Simmons was initially treated at the Franklin Parish Medical Center (“FPMC”). Simmons alleges that the physicians at FPMC twice recommended that he be treated at the burn center at either Jackson, Mississippi or Shreveport, Louisiana. Simmons further alleges that the authorities at TPMC never scheduled an appointment for him to be seen, evaluated, and treated at a burn center, which resulted in him being left with a permanently deformed foot.

On October 7, 2020, Simmons filed this lawsuit, asserting claims under Title 42 United States Code § 1983, and the Fifth, Eighth, Ninth, and Fourteenth Amendments to the United States Constitution. He also asserts claims under state law. Simmons alleges that he was in need of specialized medical treatment and care, but Defendants refused to authorize any treatment outside of TPDC. Simmons states that he suffered pain on a daily basis, but Defendants ignored and refused his needs for specialized treatment and wound care. He alleges that Defendants were deliberately indifferent to his medical needs.

On January 6, 2022, Defendants filed the pending Motion in Limine/Daubert Motion seeking to limit the testimony of Plaintiff's expert, Dr. Richard Willner, a podiatrist, in eight different respects. Simmons has filed an opposition [Doc. No. 29].

The motion is fully briefed, and the Court is prepared to rule.

II. LAW AND ANALYSIS

Under Federal Rule of Evidence 702, an expert opinion on scientific, technical, or specialized knowledge can be admitted only if:

(a) the expert's scientific, technical, or other specialized knowledge will help the trier of fact to understand the evidence or to determine a fact in issue;
(b) the testimony is based on sufficient facts or data;
(c) the testimony is the product of reliable principles and methods; and
(d) the expert has reliably applied the principles and methods to the facts of the case.

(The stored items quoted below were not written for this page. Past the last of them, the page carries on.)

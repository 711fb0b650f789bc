//! Field validators for input validation
//!
//! Each validator takes the raw, untyped value of one request field
//! (`None` when the field is absent) and returns either the normalized value
//! or a user-facing error message.

use std::fmt;
use std::num::IntErrorKind;
use std::str::FromStr;
use std::sync::Arc;

use lazy_static::lazy_static;
use regex::Regex;
use serde_json::Value;
use url::Url;

use super::sanitizers::{HtmlSanitizer, Sanitizer};

/// Outcome of a single field check: the normalized value, or the error message
pub type ValidationResult = Result<Value, String>;

/// A field validator as stored in a [`super::ValidatorMap`]
pub type Validator = Arc<dyn Fn(Option<&Value>) -> ValidationResult + Send + Sync>;

// ─────────────────────────────────────────────────────────────────────────────
// Constants for validation rules
// ─────────────────────────────────────────────────────────────────────────────

/// Maximum length for an email address
pub const MAX_EMAIL_LENGTH: usize = 254;
/// Minimum length for username
pub const MIN_USERNAME_LENGTH: usize = 3;
/// Maximum length for username
pub const MAX_USERNAME_LENGTH: usize = 20;
/// Minimum length for password
pub const MIN_PASSWORD_LENGTH: usize = 6;
/// Maximum length for password
pub const MAX_PASSWORD_LENGTH: usize = 128;
/// Movie ids at or above this value are rejected
pub const MAX_MOVIE_ID: i64 = 1_000_000_000;
/// Maximum length for movie title
pub const MAX_TITLE_LENGTH: usize = 200;
/// Maximum length for search query
pub const MAX_SEARCH_QUERY_LENGTH: usize = 100;

/// Usernames nobody may register, compared case-insensitively
const FORBIDDEN_USERNAMES: &[&str] = &[
    "admin",
    "administrator",
    "root",
    "system",
    "moderator",
    "support",
    "api",
    "null",
    "undefined",
];

/// Passwords rejected for being too easy to guess, compared case-insensitively
const COMMON_PASSWORDS: &[&str] = &[
    "123456",
    "1234567",
    "12345678",
    "123456789",
    "1234567890",
    "111111",
    "000000",
    "123123",
    "654321",
    "abc123",
    "password",
    "password1",
    "password123",
    "qwerty",
    "qwerty123",
    "senha123",
    "iloveyou",
];

lazy_static! {
    static ref EMAIL_REGEX: Regex = Regex::new(r"^[^\s@]+@[^\s@]+\.[^\s@]+$").unwrap();

    static ref USERNAME_REGEX: Regex = Regex::new(r"^[A-Za-z0-9_]+$").unwrap();
}

/// Names of the built-in field validators
#[derive(Debug, Clone, Copy, PartialEq, Eq, Hash)]
pub enum FieldRule {
    Email,
    Username,
    Password,
    MovieId,
    MovieTitle,
    PosterUrl,
    SearchQuery,
}

impl FieldRule {
    pub const ALL: [FieldRule; 7] = [
        FieldRule::Email,
        FieldRule::Username,
        FieldRule::Password,
        FieldRule::MovieId,
        FieldRule::MovieTitle,
        FieldRule::PosterUrl,
        FieldRule::SearchQuery,
    ];

    pub fn as_str(&self) -> &'static str {
        match self {
            FieldRule::Email => "email",
            FieldRule::Username => "username",
            FieldRule::Password => "password",
            FieldRule::MovieId => "movieId",
            FieldRule::MovieTitle => "movieTitle",
            FieldRule::PosterUrl => "posterUrl",
            FieldRule::SearchQuery => "searchQuery",
        }
    }
}

impl fmt::Display for FieldRule {
    fn fmt(&self, f: &mut fmt::Formatter<'_>) -> fmt::Result {
        f.write_str(self.as_str())
    }
}

impl FromStr for FieldRule {
    type Err = String;

    fn from_str(s: &str) -> Result<Self, Self::Err> {
        FieldRule::ALL
            .into_iter()
            .find(|rule| rule.as_str() == s)
            .ok_or_else(|| format!("unknown field rule: {}", s))
    }
}

/// The set of server-side field validators.
///
/// Holds the sanitizer used by the free-text fields (movie title and search
/// query). Every other validator is also available as a free function.
#[derive(Clone)]
pub struct ServerValidation {
    sanitizer: Arc<dyn Sanitizer>,
}

impl Default for ServerValidation {
    fn default() -> Self {
        Self::new()
    }
}

impl fmt::Debug for ServerValidation {
    fn fmt(&self, f: &mut fmt::Formatter<'_>) -> fmt::Result {
        f.debug_struct("ServerValidation").finish_non_exhaustive()
    }
}

impl ServerValidation {
    /// Validators backed by the default [`HtmlSanitizer`]
    pub fn new() -> Self {
        Self::with_sanitizer(HtmlSanitizer)
    }

    pub fn with_sanitizer(sanitizer: impl Sanitizer + 'static) -> Self {
        Self {
            sanitizer: Arc::new(sanitizer),
        }
    }

    pub fn email(&self, raw: Option<&Value>) -> ValidationResult {
        validate_email(raw)
    }

    pub fn username(&self, raw: Option<&Value>) -> ValidationResult {
        validate_username(raw)
    }

    pub fn password(&self, raw: Option<&Value>) -> ValidationResult {
        validate_password(raw)
    }

    pub fn movie_id(&self, raw: Option<&Value>) -> ValidationResult {
        validate_movie_id(raw)
    }

    pub fn movie_title(&self, raw: Option<&Value>) -> ValidationResult {
        validate_movie_title(raw, self.sanitizer.as_ref())
    }

    pub fn poster_url(&self, raw: Option<&Value>) -> ValidationResult {
        validate_poster_url(raw)
    }

    pub fn search_query(&self, raw: Option<&Value>) -> ValidationResult {
        validate_search_query(raw, self.sanitizer.as_ref())
    }

    /// Run the validator named by `rule`
    pub fn check(&self, rule: FieldRule, raw: Option<&Value>) -> ValidationResult {
        match rule {
            FieldRule::Email => self.email(raw),
            FieldRule::Username => self.username(raw),
            FieldRule::Password => self.password(raw),
            FieldRule::MovieId => self.movie_id(raw),
            FieldRule::MovieTitle => self.movie_title(raw),
            FieldRule::PosterUrl => self.poster_url(raw),
            FieldRule::SearchQuery => self.search_query(raw),
        }
    }

    /// Package the validator named by `rule` for a [`super::ValidatorMap`]
    pub fn validator(&self, rule: FieldRule) -> Validator {
        let this = self.clone();
        Arc::new(move |raw: Option<&Value>| this.check(rule, raw))
    }
}

// ─────────────────────────────────────────────────────────────────────────────
// Individual validators
// ─────────────────────────────────────────────────────────────────────────────

pub fn validate_email(raw: Option<&Value>) -> ValidationResult {
    let email = required_str(raw, "Email é obrigatório", "Email deve ser uma string")?;
    // Lowercasing can grow a string, so the limits apply to the lowered form.
    let normalized = email.trim().to_lowercase();

    if normalized.is_empty() {
        return Err("Email é obrigatório".to_string());
    }
    if char_len(&normalized) > MAX_EMAIL_LENGTH {
        return Err("Email muito longo".to_string());
    }
    if !EMAIL_REGEX.is_match(&normalized) {
        return Err("Formato de email inválido".to_string());
    }

    Ok(Value::String(normalized))
}

pub fn validate_username(raw: Option<&Value>) -> ValidationResult {
    let username = required_str(raw, "Username é obrigatório", "Username deve ser uma string")?;
    let trimmed = username.trim();
    let len = char_len(trimmed);

    if len < MIN_USERNAME_LENGTH {
        return Err(format!(
            "Username deve ter pelo menos {} caracteres",
            MIN_USERNAME_LENGTH
        ));
    }
    if len > MAX_USERNAME_LENGTH {
        return Err(format!(
            "Username deve ter no máximo {} caracteres",
            MAX_USERNAME_LENGTH
        ));
    }
    if !USERNAME_REGEX.is_match(trimmed) {
        return Err("Username deve conter apenas letras, números e underscore".to_string());
    }

    let lowered = trimmed.to_lowercase();
    if FORBIDDEN_USERNAMES.contains(&lowered.as_str()) {
        return Err("Username não permitido".to_string());
    }

    Ok(Value::String(trimmed.to_string()))
}

/// Passwords are never trimmed or otherwise transformed
pub fn validate_password(raw: Option<&Value>) -> ValidationResult {
    let password = required_str(raw, "Senha é obrigatória", "Senha deve ser uma string")?;
    let len = char_len(password);

    if len < MIN_PASSWORD_LENGTH {
        return Err(format!(
            "Senha deve ter pelo menos {} caracteres",
            MIN_PASSWORD_LENGTH
        ));
    }
    if len > MAX_PASSWORD_LENGTH {
        return Err(format!(
            "Senha deve ter no máximo {} caracteres",
            MAX_PASSWORD_LENGTH
        ));
    }

    let lowered = password.to_lowercase();
    if COMMON_PASSWORDS.contains(&lowered.as_str()) {
        return Err("Senha muito comum, escolha uma senha mais segura".to_string());
    }

    Ok(Value::String(password.to_string()))
}

/// Accepts a JSON integer, a JSON float with no fractional part such as
/// `42.0`, or a decimal string such as `"42"`
pub fn validate_movie_id(raw: Option<&Value>) -> ValidationResult {
    const NOT_POSITIVE: &str = "ID do filme deve ser um número positivo válido";
    const OUT_OF_RANGE: &str = "ID do filme inválido";

    let id = match present(raw) {
        None => return Err("ID do filme é obrigatório".to_string()),
        Some(Value::Number(n)) => match (n.as_i64(), n.as_u64(), n.as_f64()) {
            (Some(id), _, _) => id,
            (None, Some(_), _) => return Err(OUT_OF_RANGE.to_string()),
            (None, None, Some(f)) if f.is_finite() && f.fract() == 0.0 => {
                if f >= MAX_MOVIE_ID as f64 {
                    return Err(OUT_OF_RANGE.to_string());
                }
                // In range, so the cast is exact
                f as i64
            }
            _ => return Err(NOT_POSITIVE.to_string()),
        },
        Some(Value::String(s)) => match s.trim().parse::<i64>() {
            Ok(id) => id,
            Err(e) if *e.kind() == IntErrorKind::PosOverflow => {
                return Err(OUT_OF_RANGE.to_string())
            }
            Err(_) => return Err(NOT_POSITIVE.to_string()),
        },
        Some(_) => return Err(NOT_POSITIVE.to_string()),
    };

    if id <= 0 {
        return Err(NOT_POSITIVE.to_string());
    }
    if id >= MAX_MOVIE_ID {
        return Err(OUT_OF_RANGE.to_string());
    }

    Ok(Value::from(id))
}

pub fn validate_movie_title(raw: Option<&Value>, sanitizer: &dyn Sanitizer) -> ValidationResult {
    let title = required_str(
        raw,
        "Título do filme é obrigatório",
        "Título do filme deve ser uma string",
    )?;
    let trimmed = title.trim();

    if trimmed.is_empty() {
        return Err("Título não pode estar vazio".to_string());
    }
    if char_len(trimmed) > MAX_TITLE_LENGTH {
        return Err("Título muito longo".to_string());
    }

    Ok(Value::String(sanitizer.sanitize(trimmed).trim().to_string()))
}

/// Optional field: absent, null or blank input yields `null`
pub fn validate_poster_url(raw: Option<&Value>) -> ValidationResult {
    let url = match present(raw) {
        None => return Ok(Value::Null),
        Some(Value::String(s)) if s.trim().is_empty() => return Ok(Value::Null),
        Some(Value::String(s)) => s,
        Some(_) => return Err("URL do poster deve ser uma string".to_string()),
    };

    match Url::parse(url) {
        Ok(parsed)
            if matches!(parsed.scheme(), "http" | "https") && parsed.host_str().is_some() =>
        {
            Ok(Value::String(url.clone()))
        }
        _ => Err("URL do poster inválida".to_string()),
    }
}

pub fn validate_search_query(raw: Option<&Value>, sanitizer: &dyn Sanitizer) -> ValidationResult {
    let query = required_str(
        raw,
        "Termo de busca é obrigatório",
        "Termo de busca deve ser uma string",
    )?;
    let trimmed = query.trim();

    if trimmed.is_empty() {
        return Err("Termo de busca não pode estar vazio".to_string());
    }
    if char_len(trimmed) > MAX_SEARCH_QUERY_LENGTH {
        return Err("Termo de busca muito longo".to_string());
    }

    Ok(Value::String(sanitizer.sanitize(trimmed).trim().to_string()))
}

// ─────────────────────────────────────────────────────────────────────────────
// Helpers
// ─────────────────────────────────────────────────────────────────────────────

/// JSON `null` is treated the same as a missing field
fn present(raw: Option<&Value>) -> Option<&Value> {
    raw.filter(|v| !v.is_null())
}

fn required_str<'a>(
    raw: Option<&'a Value>,
    missing: &str,
    not_a_string: &str,
) -> Result<&'a str, String> {
    match present(raw) {
        None => Err(missing.to_string()),
        Some(Value::String(s)) => Ok(s.as_str()),
        Some(_) => Err(not_a_string.to_string()),
    }
}

fn char_len(value: &str) -> usize {
    value.chars().count()
}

Fed. R. Evid. 702. When faced with expert testimony, the court must determine at the outset if the proponent of the evidence has proven its admissibility by a preponderance of the evidence. Daubert v. Merrell Dow Pharmaceuticals, 509 U.S. 579, 592 n.10 (1993) (citing Fed.R.Evid. 104(a) and Bourjaily v. U.S., 483 U.S. 171, 175-76 (1987)). Courts have considerable discretion in deciding whether to admit or exclude expert testimony. See Kumho Tire Co. v. Carmichael, 526 U.S. 137, 152 (1999) (“[W]e conclude that the trial judge must have considerable leeway in deciding in a particular case how to go about determining whether particular expert testimony is reliable.”); Gen. Elec. Co. v. Joiner, 522 U.S. 136, 138-9 (1997).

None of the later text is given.